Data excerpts
· · ·
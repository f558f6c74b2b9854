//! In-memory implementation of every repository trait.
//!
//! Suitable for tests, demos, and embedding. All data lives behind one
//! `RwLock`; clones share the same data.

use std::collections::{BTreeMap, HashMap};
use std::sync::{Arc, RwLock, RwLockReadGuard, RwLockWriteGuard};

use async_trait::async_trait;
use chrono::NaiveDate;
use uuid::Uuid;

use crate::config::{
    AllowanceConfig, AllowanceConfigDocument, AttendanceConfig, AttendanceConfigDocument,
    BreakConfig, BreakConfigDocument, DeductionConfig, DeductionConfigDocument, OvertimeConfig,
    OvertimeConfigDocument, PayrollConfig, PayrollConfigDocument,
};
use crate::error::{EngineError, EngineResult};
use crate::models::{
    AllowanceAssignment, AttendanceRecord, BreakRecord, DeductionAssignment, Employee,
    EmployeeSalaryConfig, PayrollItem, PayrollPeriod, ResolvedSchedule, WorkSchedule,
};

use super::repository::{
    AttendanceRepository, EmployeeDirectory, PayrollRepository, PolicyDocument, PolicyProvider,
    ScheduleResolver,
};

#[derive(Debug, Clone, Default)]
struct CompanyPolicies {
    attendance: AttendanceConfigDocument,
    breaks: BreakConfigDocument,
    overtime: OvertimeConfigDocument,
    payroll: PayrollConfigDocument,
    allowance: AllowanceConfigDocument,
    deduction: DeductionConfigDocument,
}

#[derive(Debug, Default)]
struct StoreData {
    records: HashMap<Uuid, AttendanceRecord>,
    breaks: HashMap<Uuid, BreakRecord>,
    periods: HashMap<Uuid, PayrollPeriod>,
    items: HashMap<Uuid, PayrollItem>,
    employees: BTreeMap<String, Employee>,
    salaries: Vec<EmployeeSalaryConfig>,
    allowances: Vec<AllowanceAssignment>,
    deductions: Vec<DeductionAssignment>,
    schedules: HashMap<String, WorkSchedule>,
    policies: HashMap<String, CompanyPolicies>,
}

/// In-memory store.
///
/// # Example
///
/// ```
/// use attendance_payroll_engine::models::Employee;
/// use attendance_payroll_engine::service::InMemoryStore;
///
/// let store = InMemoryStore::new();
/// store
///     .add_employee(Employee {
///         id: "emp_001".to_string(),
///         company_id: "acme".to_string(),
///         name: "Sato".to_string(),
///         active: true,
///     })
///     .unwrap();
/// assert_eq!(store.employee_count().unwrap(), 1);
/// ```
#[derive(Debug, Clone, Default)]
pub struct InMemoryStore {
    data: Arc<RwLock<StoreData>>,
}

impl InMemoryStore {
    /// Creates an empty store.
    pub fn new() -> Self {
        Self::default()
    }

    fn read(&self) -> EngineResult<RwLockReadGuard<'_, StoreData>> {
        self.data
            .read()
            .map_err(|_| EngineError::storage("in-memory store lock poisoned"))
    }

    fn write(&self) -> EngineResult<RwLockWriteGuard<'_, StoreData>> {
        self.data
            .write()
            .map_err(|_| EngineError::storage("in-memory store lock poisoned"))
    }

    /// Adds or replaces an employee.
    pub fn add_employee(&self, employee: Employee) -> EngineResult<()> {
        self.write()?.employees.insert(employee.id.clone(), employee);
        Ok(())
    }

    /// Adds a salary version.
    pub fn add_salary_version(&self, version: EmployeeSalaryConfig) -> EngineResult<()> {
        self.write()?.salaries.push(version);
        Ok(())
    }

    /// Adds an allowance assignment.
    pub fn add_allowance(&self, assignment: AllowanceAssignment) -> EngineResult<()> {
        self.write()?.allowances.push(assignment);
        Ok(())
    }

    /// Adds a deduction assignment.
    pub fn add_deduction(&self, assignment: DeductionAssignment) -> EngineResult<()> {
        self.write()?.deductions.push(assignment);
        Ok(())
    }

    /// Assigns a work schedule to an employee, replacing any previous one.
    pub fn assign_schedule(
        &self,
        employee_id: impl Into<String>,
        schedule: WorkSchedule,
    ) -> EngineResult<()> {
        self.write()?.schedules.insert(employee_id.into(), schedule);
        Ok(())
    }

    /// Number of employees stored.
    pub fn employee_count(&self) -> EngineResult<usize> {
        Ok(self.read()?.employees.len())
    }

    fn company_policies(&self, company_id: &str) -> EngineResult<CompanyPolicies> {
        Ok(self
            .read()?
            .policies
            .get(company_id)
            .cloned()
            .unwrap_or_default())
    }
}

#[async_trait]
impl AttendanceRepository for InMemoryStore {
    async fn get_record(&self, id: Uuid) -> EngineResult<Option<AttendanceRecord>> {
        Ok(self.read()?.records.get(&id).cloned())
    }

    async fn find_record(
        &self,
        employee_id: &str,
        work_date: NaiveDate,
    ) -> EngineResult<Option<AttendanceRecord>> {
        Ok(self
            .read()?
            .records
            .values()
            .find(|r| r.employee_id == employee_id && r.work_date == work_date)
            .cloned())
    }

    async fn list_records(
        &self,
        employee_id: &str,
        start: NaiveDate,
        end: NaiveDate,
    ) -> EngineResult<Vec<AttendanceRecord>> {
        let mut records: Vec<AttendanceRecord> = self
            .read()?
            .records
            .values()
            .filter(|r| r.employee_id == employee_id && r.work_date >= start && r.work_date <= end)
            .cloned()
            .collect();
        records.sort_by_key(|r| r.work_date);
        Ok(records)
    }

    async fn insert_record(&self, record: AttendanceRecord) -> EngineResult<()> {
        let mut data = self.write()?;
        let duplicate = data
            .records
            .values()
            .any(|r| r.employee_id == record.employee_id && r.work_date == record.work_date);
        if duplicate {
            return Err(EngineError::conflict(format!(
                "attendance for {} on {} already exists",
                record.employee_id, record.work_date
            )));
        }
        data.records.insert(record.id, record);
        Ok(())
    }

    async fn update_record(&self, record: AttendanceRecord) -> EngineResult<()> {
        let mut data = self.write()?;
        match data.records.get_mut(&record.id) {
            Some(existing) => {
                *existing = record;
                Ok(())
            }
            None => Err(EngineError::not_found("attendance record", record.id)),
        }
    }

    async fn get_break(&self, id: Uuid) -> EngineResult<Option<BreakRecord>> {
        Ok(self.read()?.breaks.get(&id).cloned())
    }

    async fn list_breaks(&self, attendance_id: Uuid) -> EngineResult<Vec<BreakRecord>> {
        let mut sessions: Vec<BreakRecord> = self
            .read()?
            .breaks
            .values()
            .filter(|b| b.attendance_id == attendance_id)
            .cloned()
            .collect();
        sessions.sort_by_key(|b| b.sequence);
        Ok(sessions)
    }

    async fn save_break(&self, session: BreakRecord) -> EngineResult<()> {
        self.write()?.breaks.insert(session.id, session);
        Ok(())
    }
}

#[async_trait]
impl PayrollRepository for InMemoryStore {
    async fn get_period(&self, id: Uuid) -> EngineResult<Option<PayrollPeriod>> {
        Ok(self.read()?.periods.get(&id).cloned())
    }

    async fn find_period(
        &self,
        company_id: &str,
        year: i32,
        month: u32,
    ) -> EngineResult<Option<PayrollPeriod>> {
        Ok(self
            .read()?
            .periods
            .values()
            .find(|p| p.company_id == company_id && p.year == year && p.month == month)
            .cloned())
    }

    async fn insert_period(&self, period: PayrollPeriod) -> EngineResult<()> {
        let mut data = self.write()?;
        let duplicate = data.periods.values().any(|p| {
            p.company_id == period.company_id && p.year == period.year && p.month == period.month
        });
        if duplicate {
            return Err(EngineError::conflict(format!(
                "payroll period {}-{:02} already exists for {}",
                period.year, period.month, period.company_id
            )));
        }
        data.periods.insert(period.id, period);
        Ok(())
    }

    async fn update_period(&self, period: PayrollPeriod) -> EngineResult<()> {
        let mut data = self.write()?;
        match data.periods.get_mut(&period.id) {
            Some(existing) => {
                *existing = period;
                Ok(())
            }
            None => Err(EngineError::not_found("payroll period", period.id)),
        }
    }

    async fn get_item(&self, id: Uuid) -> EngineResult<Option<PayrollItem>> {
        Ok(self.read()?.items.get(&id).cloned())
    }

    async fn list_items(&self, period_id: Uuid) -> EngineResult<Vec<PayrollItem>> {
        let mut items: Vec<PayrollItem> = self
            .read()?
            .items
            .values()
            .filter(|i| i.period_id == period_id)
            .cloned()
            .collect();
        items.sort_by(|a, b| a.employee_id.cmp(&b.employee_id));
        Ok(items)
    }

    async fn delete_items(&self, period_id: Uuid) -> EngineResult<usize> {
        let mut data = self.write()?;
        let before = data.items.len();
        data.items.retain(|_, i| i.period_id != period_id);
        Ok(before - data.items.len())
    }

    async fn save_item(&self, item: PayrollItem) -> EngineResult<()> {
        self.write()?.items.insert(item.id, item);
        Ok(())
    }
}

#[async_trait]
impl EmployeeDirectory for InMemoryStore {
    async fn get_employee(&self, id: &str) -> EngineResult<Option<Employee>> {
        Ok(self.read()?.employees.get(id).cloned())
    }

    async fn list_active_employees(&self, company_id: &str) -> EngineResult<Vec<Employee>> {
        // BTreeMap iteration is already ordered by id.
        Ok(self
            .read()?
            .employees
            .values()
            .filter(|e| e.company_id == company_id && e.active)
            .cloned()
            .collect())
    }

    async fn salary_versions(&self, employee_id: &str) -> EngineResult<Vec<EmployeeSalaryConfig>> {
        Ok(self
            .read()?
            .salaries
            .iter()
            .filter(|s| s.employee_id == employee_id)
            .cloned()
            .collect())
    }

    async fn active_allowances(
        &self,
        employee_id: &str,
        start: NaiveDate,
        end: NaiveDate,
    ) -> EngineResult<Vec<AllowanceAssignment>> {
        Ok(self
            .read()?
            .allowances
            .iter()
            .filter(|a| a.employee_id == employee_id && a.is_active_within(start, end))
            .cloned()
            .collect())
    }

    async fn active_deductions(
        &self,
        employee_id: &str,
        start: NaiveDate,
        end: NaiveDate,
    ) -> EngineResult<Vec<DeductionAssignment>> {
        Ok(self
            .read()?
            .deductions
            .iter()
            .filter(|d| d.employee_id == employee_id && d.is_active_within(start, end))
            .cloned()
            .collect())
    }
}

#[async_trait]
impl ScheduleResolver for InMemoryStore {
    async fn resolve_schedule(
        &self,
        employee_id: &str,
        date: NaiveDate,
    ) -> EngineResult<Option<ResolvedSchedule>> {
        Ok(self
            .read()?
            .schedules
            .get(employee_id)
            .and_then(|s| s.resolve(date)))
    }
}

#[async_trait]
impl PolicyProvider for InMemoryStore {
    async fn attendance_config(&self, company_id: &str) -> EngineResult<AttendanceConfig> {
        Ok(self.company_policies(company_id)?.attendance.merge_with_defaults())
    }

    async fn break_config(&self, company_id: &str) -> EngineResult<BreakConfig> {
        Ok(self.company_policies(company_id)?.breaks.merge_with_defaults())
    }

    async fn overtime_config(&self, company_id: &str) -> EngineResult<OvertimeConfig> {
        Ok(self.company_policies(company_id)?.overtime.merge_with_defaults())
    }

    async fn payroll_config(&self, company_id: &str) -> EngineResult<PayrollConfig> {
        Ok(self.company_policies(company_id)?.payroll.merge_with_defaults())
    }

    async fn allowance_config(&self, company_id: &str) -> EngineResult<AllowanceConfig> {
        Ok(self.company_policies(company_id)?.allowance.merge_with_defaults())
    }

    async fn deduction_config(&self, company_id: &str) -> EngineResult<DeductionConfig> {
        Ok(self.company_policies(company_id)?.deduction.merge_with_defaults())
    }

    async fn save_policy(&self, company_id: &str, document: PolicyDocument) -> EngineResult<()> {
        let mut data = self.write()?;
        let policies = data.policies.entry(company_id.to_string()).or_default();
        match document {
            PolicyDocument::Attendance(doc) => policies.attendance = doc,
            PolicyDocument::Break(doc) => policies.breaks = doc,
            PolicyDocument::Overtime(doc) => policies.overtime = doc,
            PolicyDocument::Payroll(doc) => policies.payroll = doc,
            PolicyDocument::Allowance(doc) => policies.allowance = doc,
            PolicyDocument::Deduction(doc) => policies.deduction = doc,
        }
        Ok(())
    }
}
· · ·
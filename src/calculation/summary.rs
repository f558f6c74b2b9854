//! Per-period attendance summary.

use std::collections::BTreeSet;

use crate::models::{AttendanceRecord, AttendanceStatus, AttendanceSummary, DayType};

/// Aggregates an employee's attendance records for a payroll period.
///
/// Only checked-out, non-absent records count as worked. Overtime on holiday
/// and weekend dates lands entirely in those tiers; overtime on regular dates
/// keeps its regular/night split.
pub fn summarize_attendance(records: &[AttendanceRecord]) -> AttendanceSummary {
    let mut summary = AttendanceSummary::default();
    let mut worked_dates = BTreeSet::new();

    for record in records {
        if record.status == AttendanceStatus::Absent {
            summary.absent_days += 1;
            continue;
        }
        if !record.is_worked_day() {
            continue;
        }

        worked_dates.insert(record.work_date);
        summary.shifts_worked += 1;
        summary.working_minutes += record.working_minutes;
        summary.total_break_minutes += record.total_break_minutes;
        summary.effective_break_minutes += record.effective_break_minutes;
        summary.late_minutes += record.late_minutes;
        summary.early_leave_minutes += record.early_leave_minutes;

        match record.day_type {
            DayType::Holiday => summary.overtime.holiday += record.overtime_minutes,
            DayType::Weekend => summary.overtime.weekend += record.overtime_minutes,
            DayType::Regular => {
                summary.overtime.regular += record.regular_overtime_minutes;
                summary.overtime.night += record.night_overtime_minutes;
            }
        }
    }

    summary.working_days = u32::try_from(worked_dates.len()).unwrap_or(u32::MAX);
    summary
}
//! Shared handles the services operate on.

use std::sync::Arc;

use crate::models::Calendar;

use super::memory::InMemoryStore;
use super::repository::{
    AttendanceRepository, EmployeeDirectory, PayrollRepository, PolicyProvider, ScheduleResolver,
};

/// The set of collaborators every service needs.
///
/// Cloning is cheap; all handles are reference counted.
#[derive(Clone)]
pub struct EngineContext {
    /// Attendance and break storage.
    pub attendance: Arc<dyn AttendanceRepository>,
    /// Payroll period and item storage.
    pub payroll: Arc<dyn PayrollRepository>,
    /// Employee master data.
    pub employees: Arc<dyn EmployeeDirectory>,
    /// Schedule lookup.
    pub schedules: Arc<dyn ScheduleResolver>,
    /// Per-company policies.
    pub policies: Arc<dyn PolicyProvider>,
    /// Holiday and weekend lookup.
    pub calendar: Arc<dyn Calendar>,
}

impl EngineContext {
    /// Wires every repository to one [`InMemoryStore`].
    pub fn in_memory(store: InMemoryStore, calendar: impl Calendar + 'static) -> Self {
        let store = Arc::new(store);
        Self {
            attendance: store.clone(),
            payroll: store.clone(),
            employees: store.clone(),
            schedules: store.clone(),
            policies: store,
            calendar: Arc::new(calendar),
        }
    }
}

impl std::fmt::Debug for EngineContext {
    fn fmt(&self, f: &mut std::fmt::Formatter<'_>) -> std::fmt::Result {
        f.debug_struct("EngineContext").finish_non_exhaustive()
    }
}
· · ·
Brief. Above are the records. Print exactly, and only, the lines from the line with "summary.absent_days += 1;" to the line with "summary.working_minutes += record.working_minutes;", both inclusive.

Finished exercise.
            summary.absent_days += 1;
            continue;
        }
        if !record.is_worked_day() {
            continue;
        }

        worked_dates.insert(record.work_date);
        summary.shifts_worked += 1;
        summary.working_minutes += record.working_minutes;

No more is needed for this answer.